((

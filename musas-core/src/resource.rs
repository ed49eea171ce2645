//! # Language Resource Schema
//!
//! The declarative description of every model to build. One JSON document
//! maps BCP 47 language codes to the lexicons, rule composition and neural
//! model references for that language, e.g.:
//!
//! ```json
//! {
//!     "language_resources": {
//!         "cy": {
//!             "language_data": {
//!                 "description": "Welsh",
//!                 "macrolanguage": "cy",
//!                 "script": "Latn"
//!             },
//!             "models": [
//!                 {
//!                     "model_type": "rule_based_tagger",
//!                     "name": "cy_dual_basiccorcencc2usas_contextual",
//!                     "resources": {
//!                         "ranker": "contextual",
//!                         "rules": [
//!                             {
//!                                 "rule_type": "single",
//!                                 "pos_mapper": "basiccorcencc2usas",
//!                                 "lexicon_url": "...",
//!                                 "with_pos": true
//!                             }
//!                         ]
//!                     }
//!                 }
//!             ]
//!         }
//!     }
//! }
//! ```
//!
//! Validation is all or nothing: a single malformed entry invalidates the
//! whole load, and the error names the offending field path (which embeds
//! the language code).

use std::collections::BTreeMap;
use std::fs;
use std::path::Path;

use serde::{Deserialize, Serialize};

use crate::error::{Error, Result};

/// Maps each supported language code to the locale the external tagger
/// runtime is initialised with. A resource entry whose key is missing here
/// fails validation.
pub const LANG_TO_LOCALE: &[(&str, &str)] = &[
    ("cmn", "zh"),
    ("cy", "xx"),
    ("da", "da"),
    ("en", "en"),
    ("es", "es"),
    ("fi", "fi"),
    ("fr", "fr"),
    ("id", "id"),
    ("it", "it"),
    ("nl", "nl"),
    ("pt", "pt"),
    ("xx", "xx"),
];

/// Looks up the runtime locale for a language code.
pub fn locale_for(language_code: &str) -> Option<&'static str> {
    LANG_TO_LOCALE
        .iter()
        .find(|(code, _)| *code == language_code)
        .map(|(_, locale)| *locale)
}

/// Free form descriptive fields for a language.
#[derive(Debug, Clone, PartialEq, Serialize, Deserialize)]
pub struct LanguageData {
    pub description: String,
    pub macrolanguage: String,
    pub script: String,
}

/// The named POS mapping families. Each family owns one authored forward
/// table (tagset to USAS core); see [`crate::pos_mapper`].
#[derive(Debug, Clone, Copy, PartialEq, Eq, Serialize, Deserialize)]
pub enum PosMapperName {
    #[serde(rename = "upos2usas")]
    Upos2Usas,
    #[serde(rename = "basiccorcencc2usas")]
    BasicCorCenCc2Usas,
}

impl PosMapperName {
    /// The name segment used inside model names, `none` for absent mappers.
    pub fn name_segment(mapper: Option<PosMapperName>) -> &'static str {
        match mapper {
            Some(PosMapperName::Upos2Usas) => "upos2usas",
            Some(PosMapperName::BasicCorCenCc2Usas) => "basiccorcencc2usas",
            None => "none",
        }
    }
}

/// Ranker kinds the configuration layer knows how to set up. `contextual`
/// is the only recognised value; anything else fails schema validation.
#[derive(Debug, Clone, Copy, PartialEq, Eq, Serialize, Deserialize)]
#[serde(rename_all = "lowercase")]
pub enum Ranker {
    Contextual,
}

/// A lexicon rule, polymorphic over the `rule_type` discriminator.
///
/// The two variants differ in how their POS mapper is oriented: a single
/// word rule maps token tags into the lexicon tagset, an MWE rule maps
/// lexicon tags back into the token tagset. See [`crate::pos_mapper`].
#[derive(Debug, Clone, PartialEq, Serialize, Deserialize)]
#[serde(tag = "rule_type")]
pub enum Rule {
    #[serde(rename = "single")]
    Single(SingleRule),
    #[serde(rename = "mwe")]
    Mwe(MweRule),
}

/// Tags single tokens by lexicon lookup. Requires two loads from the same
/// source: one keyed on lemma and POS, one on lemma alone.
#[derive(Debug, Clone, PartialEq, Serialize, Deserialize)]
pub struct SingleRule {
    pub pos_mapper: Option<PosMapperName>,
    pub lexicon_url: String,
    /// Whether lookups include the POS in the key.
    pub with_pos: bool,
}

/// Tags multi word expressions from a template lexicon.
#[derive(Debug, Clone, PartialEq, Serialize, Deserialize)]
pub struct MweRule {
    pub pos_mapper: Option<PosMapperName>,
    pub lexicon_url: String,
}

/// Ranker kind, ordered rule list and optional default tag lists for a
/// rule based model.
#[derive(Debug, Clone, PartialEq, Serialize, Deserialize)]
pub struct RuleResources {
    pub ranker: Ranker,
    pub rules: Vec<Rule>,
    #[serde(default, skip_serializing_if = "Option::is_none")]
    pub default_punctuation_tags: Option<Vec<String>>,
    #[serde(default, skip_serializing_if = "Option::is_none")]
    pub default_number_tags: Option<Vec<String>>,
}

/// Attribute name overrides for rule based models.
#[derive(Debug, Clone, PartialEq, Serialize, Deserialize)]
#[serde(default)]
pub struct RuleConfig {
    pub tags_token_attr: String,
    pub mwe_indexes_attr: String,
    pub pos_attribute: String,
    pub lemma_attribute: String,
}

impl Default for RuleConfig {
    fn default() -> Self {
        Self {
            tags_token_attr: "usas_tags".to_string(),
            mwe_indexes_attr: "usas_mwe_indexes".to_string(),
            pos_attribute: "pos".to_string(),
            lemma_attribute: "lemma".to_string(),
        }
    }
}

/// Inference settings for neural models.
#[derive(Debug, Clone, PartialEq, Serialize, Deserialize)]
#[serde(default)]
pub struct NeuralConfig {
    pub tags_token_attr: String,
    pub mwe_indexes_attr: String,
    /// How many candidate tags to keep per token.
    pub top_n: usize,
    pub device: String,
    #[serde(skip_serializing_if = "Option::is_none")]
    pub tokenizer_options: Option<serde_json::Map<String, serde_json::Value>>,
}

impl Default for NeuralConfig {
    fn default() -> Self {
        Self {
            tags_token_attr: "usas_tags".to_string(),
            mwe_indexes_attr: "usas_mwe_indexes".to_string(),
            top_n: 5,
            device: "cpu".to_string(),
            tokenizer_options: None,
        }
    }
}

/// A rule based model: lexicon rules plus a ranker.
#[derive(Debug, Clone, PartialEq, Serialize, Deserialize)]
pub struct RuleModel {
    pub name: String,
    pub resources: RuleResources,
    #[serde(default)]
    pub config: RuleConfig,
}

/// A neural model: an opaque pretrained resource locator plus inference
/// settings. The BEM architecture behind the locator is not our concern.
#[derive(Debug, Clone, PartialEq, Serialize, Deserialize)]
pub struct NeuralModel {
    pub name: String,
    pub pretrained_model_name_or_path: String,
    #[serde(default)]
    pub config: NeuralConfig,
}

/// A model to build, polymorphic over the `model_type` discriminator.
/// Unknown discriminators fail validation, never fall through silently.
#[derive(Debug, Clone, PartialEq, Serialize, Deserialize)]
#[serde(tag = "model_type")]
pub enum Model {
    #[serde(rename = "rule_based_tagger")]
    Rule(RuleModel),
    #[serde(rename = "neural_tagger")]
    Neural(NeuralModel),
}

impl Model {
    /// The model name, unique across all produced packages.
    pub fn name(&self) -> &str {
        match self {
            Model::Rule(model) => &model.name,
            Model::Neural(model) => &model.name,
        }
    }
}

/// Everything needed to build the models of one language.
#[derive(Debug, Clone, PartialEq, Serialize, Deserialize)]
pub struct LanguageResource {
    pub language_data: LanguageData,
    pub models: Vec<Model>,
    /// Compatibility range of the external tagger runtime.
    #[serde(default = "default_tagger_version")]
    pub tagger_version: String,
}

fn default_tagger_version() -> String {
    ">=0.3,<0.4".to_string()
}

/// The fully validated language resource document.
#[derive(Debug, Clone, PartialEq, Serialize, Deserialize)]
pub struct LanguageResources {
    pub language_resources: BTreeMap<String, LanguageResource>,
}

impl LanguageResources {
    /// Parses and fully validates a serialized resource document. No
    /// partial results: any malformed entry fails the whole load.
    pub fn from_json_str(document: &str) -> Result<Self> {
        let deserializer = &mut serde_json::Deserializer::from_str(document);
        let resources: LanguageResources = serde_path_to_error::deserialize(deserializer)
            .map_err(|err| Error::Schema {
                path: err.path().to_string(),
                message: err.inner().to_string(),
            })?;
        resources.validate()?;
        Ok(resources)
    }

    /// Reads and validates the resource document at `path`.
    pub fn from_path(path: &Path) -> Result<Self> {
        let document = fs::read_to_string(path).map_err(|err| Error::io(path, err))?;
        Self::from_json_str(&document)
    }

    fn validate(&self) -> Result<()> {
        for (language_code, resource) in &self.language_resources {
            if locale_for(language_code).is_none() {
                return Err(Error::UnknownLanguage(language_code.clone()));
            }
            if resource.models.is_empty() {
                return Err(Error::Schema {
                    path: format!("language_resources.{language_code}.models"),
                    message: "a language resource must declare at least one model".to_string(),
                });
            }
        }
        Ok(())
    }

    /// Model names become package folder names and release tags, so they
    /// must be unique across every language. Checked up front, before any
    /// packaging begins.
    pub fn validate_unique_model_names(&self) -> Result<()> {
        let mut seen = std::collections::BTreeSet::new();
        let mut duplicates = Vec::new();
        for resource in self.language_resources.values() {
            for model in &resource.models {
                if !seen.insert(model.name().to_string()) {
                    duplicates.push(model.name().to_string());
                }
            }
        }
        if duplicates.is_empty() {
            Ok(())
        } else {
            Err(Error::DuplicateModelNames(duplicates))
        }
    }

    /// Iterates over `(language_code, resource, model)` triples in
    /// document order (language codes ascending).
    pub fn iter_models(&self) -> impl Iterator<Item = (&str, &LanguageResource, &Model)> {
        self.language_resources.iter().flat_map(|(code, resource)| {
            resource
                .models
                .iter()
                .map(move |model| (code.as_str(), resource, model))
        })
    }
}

))
((

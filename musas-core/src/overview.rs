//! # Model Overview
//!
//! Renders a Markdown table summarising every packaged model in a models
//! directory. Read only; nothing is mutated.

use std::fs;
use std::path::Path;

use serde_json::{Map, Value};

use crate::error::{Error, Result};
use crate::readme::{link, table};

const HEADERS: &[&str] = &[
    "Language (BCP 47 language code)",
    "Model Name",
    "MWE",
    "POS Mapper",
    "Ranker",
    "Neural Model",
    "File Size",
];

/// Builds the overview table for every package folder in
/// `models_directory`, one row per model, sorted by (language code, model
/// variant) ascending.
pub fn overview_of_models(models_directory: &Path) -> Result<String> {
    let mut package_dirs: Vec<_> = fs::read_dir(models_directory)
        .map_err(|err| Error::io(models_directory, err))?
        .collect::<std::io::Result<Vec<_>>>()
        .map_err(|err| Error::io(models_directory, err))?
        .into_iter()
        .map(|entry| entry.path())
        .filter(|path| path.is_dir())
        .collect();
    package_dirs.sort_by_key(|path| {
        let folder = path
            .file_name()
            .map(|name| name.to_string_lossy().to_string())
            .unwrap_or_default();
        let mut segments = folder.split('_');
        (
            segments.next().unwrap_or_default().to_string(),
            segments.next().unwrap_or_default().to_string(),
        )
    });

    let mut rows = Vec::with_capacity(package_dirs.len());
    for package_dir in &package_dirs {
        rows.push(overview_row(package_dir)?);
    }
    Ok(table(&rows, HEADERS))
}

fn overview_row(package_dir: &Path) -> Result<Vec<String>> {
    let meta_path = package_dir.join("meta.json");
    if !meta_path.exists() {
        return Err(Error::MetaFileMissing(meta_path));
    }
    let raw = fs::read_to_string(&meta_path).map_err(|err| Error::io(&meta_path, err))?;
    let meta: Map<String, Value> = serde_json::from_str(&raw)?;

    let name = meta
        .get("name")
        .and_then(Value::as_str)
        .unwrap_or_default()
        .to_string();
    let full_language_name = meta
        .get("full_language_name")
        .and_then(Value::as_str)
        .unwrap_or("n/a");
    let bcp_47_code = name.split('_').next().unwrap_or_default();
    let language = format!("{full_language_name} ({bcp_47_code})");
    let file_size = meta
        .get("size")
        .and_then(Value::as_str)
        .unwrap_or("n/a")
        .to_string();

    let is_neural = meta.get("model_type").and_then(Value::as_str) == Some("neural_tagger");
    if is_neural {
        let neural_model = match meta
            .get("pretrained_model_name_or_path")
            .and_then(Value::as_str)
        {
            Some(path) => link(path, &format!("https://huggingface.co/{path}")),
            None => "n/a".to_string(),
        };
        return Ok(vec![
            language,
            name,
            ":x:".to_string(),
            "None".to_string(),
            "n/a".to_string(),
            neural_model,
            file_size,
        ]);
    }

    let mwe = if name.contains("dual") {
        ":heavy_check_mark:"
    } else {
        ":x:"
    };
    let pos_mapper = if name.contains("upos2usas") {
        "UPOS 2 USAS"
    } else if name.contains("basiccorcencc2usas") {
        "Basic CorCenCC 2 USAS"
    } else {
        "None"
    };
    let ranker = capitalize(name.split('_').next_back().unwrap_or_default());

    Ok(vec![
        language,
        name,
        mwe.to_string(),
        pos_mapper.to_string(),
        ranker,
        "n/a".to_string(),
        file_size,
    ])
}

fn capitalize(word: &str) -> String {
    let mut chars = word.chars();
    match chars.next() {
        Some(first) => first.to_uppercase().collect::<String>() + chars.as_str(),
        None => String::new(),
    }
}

))
((

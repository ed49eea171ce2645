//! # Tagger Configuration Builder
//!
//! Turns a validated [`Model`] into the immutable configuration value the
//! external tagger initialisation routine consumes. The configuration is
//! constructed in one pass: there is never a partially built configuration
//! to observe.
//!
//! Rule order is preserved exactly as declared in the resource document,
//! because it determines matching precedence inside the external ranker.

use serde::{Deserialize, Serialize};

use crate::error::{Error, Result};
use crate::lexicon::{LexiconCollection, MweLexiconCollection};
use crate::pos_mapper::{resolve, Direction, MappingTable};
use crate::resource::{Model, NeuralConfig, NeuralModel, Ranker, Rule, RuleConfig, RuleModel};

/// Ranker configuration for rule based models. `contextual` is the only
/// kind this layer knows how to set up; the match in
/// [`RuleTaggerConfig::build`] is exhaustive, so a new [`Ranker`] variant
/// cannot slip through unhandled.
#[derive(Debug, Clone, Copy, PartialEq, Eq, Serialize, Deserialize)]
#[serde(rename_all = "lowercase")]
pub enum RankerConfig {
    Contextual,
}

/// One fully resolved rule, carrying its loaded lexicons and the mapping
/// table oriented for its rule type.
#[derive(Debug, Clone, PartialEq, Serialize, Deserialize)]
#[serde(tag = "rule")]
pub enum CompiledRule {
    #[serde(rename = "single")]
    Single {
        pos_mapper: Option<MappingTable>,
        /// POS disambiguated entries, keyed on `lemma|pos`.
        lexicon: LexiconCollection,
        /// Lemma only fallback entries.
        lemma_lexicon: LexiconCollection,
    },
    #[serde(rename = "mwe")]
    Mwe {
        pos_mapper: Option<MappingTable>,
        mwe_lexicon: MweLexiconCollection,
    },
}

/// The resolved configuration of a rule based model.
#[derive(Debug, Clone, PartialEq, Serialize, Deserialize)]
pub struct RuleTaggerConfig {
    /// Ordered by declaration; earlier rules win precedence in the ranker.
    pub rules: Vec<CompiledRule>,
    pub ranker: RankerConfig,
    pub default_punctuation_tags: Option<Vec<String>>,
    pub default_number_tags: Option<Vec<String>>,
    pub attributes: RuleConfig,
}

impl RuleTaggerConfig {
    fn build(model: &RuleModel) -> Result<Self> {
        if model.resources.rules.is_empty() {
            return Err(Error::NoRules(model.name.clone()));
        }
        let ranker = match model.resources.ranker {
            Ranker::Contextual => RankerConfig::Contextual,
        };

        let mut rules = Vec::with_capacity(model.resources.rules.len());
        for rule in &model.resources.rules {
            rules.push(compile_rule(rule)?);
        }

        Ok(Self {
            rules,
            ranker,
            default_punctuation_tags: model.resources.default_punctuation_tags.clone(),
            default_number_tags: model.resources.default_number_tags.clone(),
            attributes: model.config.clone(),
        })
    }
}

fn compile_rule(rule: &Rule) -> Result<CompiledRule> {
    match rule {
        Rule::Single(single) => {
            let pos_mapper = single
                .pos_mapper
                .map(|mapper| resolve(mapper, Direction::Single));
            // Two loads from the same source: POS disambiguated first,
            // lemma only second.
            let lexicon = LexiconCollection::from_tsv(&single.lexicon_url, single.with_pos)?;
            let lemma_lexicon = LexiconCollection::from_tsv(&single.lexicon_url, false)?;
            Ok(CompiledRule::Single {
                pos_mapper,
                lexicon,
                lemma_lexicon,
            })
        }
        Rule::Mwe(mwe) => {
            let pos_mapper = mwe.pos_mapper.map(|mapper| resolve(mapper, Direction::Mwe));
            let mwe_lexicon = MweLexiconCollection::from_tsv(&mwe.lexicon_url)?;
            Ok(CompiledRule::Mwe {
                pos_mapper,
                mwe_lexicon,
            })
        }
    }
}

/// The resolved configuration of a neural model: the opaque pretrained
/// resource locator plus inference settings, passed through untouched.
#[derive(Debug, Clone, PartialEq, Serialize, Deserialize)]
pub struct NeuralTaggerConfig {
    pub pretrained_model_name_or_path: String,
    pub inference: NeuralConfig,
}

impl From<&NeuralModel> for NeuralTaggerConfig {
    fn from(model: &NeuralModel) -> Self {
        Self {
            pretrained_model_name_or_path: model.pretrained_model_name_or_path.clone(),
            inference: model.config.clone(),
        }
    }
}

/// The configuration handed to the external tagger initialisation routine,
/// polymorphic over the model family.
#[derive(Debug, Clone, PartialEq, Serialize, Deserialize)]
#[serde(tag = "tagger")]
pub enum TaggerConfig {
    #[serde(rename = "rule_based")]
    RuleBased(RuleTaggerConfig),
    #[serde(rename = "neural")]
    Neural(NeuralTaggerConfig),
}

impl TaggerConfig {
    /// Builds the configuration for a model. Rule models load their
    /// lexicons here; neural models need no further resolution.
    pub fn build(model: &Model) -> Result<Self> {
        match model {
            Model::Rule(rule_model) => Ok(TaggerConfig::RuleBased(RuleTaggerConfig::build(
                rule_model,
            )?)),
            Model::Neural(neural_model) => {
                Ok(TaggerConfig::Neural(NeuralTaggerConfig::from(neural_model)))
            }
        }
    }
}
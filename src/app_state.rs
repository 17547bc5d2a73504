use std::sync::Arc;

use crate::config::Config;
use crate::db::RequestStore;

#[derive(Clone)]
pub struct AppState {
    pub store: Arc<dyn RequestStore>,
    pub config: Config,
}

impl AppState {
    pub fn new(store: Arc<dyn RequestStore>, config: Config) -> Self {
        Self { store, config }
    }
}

))

[AIM OF THE TASK]
What is the number of lines in the records above that include the word "locator"? Reply with that number and nothing more.

[YOUR RESPONSE]
3